Le succès de la trottinette électrique

Le succès de la trottinette électrique

Avec des ventes qui ont progressé de 30 % en 2017, et plus d’un millier d’utilisateurs, la trottinette électrique a connu un grand bond en 2017. Une pratique qui n’est toutefois pas sans risques.

La trottinette sans efforts. Une poignée pour accélérer, une autre pour freiner. Présente depuis plusieurs années dans les rues des grandes métropoles, la trottinette électrique a connu une belle progression en 2017. Elle est désormais partout. Sur la chaussée, sur les trottoirs, ce qui n’est pas sans poser des problèmes de sécurité.

Chez le spécialiste Mobility Urban, la progression est de 30 % en 2017. «J’estime à plus de 2000 le nombre d’utilisateurs réguliers à Toulouse. C’est une vraie tendance, au milieu d’autres pratiques alternatives comme la gyroroue», témoigne Christophe Bayart, fondateur et P.-D.G. de la société, qui a ouvert à Toulouse en 2012, et s’est développé avec deux boutiques, à Paris et Lyon. Chez Altermove, un autre spécialiste des mobilités électriques ,on en vend de plus en plus», explique Félix, un des responsables de la boutique. «La prise en main est très facile. L’utilisateur monte dessus, accélère, freine facilement, peut plier la trottinette et l’emporter partout, notamment dans les transports en commun. Un seul bémol, c’est la conduite sur chaussée mouillée, à déconseiller. L’autonomie varie, entre 10 et 40 km selon les modèles.»

Gaël, client chez Altermove, a troqué son vélo contre une trottinette pour effectuer les 2 km qui le séparent de son lieu de travail. «Par rapport au vélo, c’est plus ludique. La machine est assez légère, et elle peut rouler jusqu’à 30 km/h. Je porte toujours un casque.
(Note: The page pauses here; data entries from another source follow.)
//! In-memory `StorageClient` used by the unit and route tests.

use crate::storage::{ChildQuery, Listing, Metadata, NewFile, RemoteEntry, StorageClient, StorageError, StoredFile, FOLDER_MEDIA_TYPE};
use argon2::password_hash::{PasswordHasher, SaltString};
use argon2::Argon2;
use std::collections::HashSet;
use std::sync::Mutex;

pub const ROOT: &str = "root-folder";

/// Argon2 hash of the given password, with a fixed salt
pub fn password_hash(password: &str) -> String {
    let salt = SaltString::encode_b64(b"cariboushots-salt").unwrap();
    Argon2::default().hash_password(password.as_bytes(), &salt).unwrap().to_string()
}

#[derive(Default)]
struct State {
    /// (parent id, entry), in insertion order
    entries: Vec<(String, RemoteEntry)>,
    next_id: u32,
    create_calls: Vec<(String, String)>,
    store_calls: Vec<(String, String, usize)>,
    list_calls: u32,
}

/// Fake backend keeping every entry in memory. Failures can be injected per operation,
/// and listings can be made to fail for specific folders.
#[derive(Default)]
pub struct MemoryStorage {
    state: Mutex<State>,
    pub fail_auth: bool,
    pub fail_lookup: bool,
    pub fail_create: bool,
    pub fail_store: bool,
    /// Stored files come back without any link
    pub store_without_links: bool,
    /// Stored files come back without an identifier
    pub store_empty_id: bool,
    pub failing_folders: HashSet<String>,
    pub root_physical_parent: Option<String>,
}

impl MemoryStorage {
    pub fn new() -> Self {
        Default::default()
    }

    /// Add a folder under `parent` and return its id
    pub fn add_folder(&self, parent: &str, name: &str) -> String {
        self.add_entry(parent, name, FOLDER_MEDIA_TYPE, false)
    }

    pub fn add_trashed_folder(&self, parent: &str, name: &str) -> String {
        self.add_entry(parent, name, FOLDER_MEDIA_TYPE, true)
    }

    /// Add a photo with every preview field filled
    pub fn add_photo(&self, parent: &str, name: &str) -> String {
        let id = self.add_entry(parent, name, "image/jpeg", false);
        let mut state = self.state.lock().unwrap();
        if let Some((_, entry)) = state.entries.iter_mut().find(|(_, e)| e.id == id) {
            entry.thumbnail_url = Some(format!("https://thumbs.example/{id}"));
            entry.view_url = Some(format!("https://view.example/{id}"));
            entry.download_url = Some(format!("https://dl.example/{id}"));
        }
        id
    }

    /// Add an entry without any preview field
    pub fn add_entry(&self, parent: &str, name: &str, media_type: &str, trashed: bool) -> String {
        let mut state = self.state.lock().unwrap();
        state.next_id += 1;
        let id = format!("id{}", state.next_id);
        state.entries.push((parent.to_string(), RemoteEntry {
            id: id.clone(),
            name: name.to_string(),
            media_type: media_type.to_string(),
            trashed,
            ..Default::default()
        }));
        id
    }

    pub fn create_calls(&self) -> Vec<(String, String)> {
        self.state.lock().unwrap().create_calls.clone()
    }

    /// (file name, destination folder id, size) of every stored file
    pub fn store_calls(&self) -> Vec<(String, String, usize)> {
        self.state.lock().unwrap().store_calls.clone()
    }

    pub fn list_calls(&self) -> u32 {
        self.state.lock().unwrap().list_calls
    }
}

#[rocket::async_trait]
impl StorageClient for MemoryStorage {
    async fn authenticate(&self) -> Result<(), StorageError> {
        if self.fail_auth {
            return Err(StorageError::Auth("invalid grant".to_string()));
        }
        Ok(())
    }

    async fn list_children(&self, parent_id: &str, query: &ChildQuery) -> Result<Listing, StorageError> {
        let mut state = self.state.lock().unwrap();
        state.list_calls += 1;
        if self.failing_folders.contains(parent_id) || (self.fail_lookup && query.name.is_some()) {
            return Err(StorageError::Unavailable("connection reset".to_string()));
        }
        let matching: Vec<RemoteEntry> = state.entries.iter()
            .filter(|(parent, entry)| parent == parent_id && query.matches(entry))
            .map(|(_, entry)| entry.clone())
            .collect();
        let truncated = matching.len() > query.page_size as usize;
        Ok(Listing {
            entries: matching.into_iter().take(query.page_size as usize).collect(),
            truncated,
        })
    }

    async fn get_metadata(&self, id: &str) -> Result<Metadata, StorageError> {
        if id == ROOT {
            return Ok(Metadata {
                id: id.to_string(),
                name: "Physical root name".to_string(),
                parent_ids: self.root_physical_parent.iter().cloned().collect(),
            });
        }
        let state = self.state.lock().unwrap();
        let metadata = state.entries.iter()
            .find(|(_, entry)| entry.id == id)
            .map(|(parent, entry)| Metadata {
                id: entry.id.clone(),
                name: entry.name.clone(),
                parent_ids: vec![parent.clone()],
            });
        metadata.ok_or_else(|| StorageError::NotFound(id.to_string()))
    }

    async fn create_folder(&self, name: &str, parent_id: &str) -> Result<String, StorageError> {
        self.state.lock().unwrap().create_calls.push((name.to_string(), parent_id.to_string()));
        if self.fail_create {
            return Err(StorageError::RateLimited("quota exceeded".to_string()));
        }
        Ok(self.add_folder(parent_id, name))
    }

    async fn store(&self, file: NewFile<'_>, dest_folder_id: &str) -> Result<StoredFile, StorageError> {
        self.state.lock().unwrap().store_calls.push((file.file_name.to_string(), dest_folder_id.to_string(), file.bytes.len()));
        if self.fail_store {
            return Err(StorageError::Backend("HTTP 500".to_string()));
        }
        let id = self.add_entry(dest_folder_id, file.file_name, file.media_type, false);
        if self.store_empty_id {
            return Ok(StoredFile {
                view_url: Some(format!("https://view.example/{id}")),
                ..Default::default()
            });
        }
        if self.store_without_links {
            return Ok(StoredFile { id, ..Default::default() });
        }
        Ok(StoredFile {
            view_url: Some(format!("https://view.example/{id}")),
            id,
            ..Default::default()
        })
    }
}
Je roule sur la chaussée, sur les pistes cyclables, et aussi sur le trottoir, en faisant toujours attention aux piétons.»
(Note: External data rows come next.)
use crate::config::Config;
use argon2::password_hash::{PasswordHash, PasswordVerifier};
use argon2::Argon2;
use rocket::http::{Cookie, CookieJar, SameSite, Status};
use rocket::request::{self, FromRequest};
use rocket::serde::Serialize;
use std::sync::Arc;
use tracing::{info, warn};

/// Name of the private cookie holding the logged-in member's username
pub const COOKIE_NAME: &str = "cariboushots_member";

pub type Members = Arc<dyn MemberStore>;

/// A logged-in club member
#[derive(Serialize, Debug, Clone, PartialEq, Eq)]
pub struct Member {
    pub username: String,
}

/// Lookup of the members allowed to log in
pub trait MemberStore: Send + Sync {
    /// Return the member matching these credentials, if any
    fn verify(&self, username: &str, password: &str) -> Option<Member>;
}

/// A single member account, as set in the config file
pub struct SingleMember {
    username: String,
    password_hash: String,
}

impl SingleMember {
    pub fn new(username: &str, password_hash: &str) -> Self {
        Self {
            username: username.to_string(),
            password_hash: password_hash.to_string(),
        }
    }

    pub fn from_config(config: &Config) -> Self {
        Self::new(&config.MEMBER_USERNAME, &config.MEMBER_PASSWORD_HASH)
    }
}

impl MemberStore for SingleMember {
    fn verify(&self, username: &str, password: &str) -> Option<Member> {
        if username != self.username {
            return None;
        }
        let hash = match PasswordHash::new(&self.password_hash) {
            Ok(hash) => hash,
            Err(e) => {
                warn!("the configured password hash is invalid : {e}");
                return None;
            }
        };
        Argon2::default()
            .verify_password(password.as_bytes(), &hash)
            .ok()
            .map(|_| Member { username: username.to_string() })
    }
}

/// Request guard matching only requests from a logged-in member. Forwards with
/// `Unauthorized` otherwise, so that a lower-ranked route can redirect to the login page.
#[rocket::async_trait]
impl<'r> FromRequest<'r> for Member {
    type Error = ();

    async fn from_request(request: &'r rocket::Request<'_>) -> request::Outcome<Self, Self::Error> {
        match request.cookies().get_private(COOKIE_NAME) {
            Some(cookie) if !cookie.value().is_empty() => {
                request::Outcome::Success(Member { username: cookie.value().to_string() })
            }
            _ => request::Outcome::Forward(Status::Unauthorized),
        }
    }
}

/// Remember the given member in the client's session
pub fn start_session(cookies: &CookieJar<'_>, member: &Member) {
    let cookie = Cookie::build((COOKIE_NAME, member.username.clone()))
        .http_only(true)
        .same_site(SameSite::Lax);
    cookies.add_private(cookie);
    info!(username = %member.username, "member logged in");
}

/// Forget the member in the client's session
pub fn end_session(cookies: &CookieJar<'_>) {
    if let Some(cookie) = cookies.get_private(COOKIE_NAME) {
        info!(username = cookie.value(), "member logged out");
    }
    cookies.remove_private(COOKIE_NAME);
}

/// Return the page to go to after logging in : the requested one if it is a local path,
/// the home page otherwise
pub fn safe_next(next: Option<&str>) -> String {
    match next {
        Some(path) if path.starts_with('/') && !path.starts_with("//") && !path.contains('\\') => path.to_string(),
        _ => "/".to_string(),
    }
}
Dans les rues pourtant, certains utilisateurs oublient qu’ils sont censés ne pas dépasser les 6 km/h. «Les piétons sont parfois frôlés par des trottinettes, comme par des vélos, déplore Guillaume Crouau, président de l’association 2 Pieds 2 Roues. Cela arrive malheureusement. Il faut rappeler à tous que les piétons sont prioritaires et que la vitesse doit être adaptée.»
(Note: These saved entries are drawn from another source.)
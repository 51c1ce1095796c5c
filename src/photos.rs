use crate::storage::{ChildQuery, RemoteEntry, StorageClient, StorageError};
use chrono::{DateTime, Utc};
use rocket::serde::Serialize;
use tracing::{error, info, warn};

/// Link used in place of a missing view URL
pub const NULL_LINK: &str = "#";

/// A photo stored in a gallery folder, with its preview fields normalized :
/// `thumbnail_url` and `view_url` are never empty.
#[derive(Serialize, Clone, Debug, PartialEq)]
pub struct PhotoRef {
    pub id: String,
    pub name: String,
    pub thumbnail_url: String,
    pub view_url: String,
    pub download_url: Option<String>,
    pub created_at: Option<DateTime<Utc>>,
}

impl PhotoRef {
    /// Build a PhotoRef from a backend entry, replacing missing preview fields with the given
    /// placeholder image and the null link
    pub fn from_entry(entry: RemoteEntry, placeholder_image: &str) -> Self {
        Self {
            id: entry.id,
            name: entry.name,
            thumbnail_url: non_empty(entry.thumbnail_url).unwrap_or_else(|| placeholder_image.to_string()),
            view_url: non_empty(entry.view_url).unwrap_or_else(|| NULL_LINK.to_string()),
            download_url: non_empty(entry.download_url),
            created_at: entry.created_at,
        }
    }
}

fn non_empty(value: Option<String>) -> Option<String> {
    value.filter(|s| !s.trim().is_empty())
}

/// Read the photos stored in the backend
pub struct PhotoCatalog<'a> {
    storage: &'a dyn StorageClient,
    page_size: u32,
    placeholder_image: &'a str,
}

impl<'a> PhotoCatalog<'a> {
    pub fn new(storage: &'a dyn StorageClient, page_size: u32, placeholder_image: &'a str) -> Self {
        Self { storage, page_size, placeholder_image }
    }

    /// Return the first page of photos inside `folder_id`, in the backend's order.
    /// Backend failures are logged and reported as an empty list.
    pub async fn list_photos(&self, folder_id: &str) -> Vec<PhotoRef> {
        match self.try_list_photos(folder_id).await {
            Ok(photos) => photos,
            Err(e) => {
                error!(folder_id, kind = ?e.kind(), "unable to list photos : {e}");
                Vec::new()
            }
        }
    }

    pub async fn try_list_photos(&self, folder_id: &str) -> Result<Vec<PhotoRef>, StorageError> {
        let query = ChildQuery::images(self.page_size);
        let listing = self.storage.list_children(folder_id, &query).await?;
        if listing.truncated {
            warn!(folder_id, "folder has more than {} photos, only the first page is shown", self.page_size);
        }
        let photos: Vec<PhotoRef> = listing.entries.into_iter()
            .filter(|entry| query.matches(entry))
            .take(self.page_size as usize)
            .map(|entry| PhotoRef::from_entry(entry, self.placeholder_image))
            .collect();
        info!(folder_id, "found {} photos", photos.len());
        Ok(photos)
    }
}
Réglementairement, un utilisateur de trottinette est d’ailleurs considéré comme un piéton, et il n’a pas le droit de rouler sur la chaussée. «Une tolérance des forces de l’ordre existe, mais il est vrai qu’on est dans une période de flottement réglementaire», rappelle Christophe Bayart. En attendant que les élus légifèrent, la prudence est plus que jamais recommandée.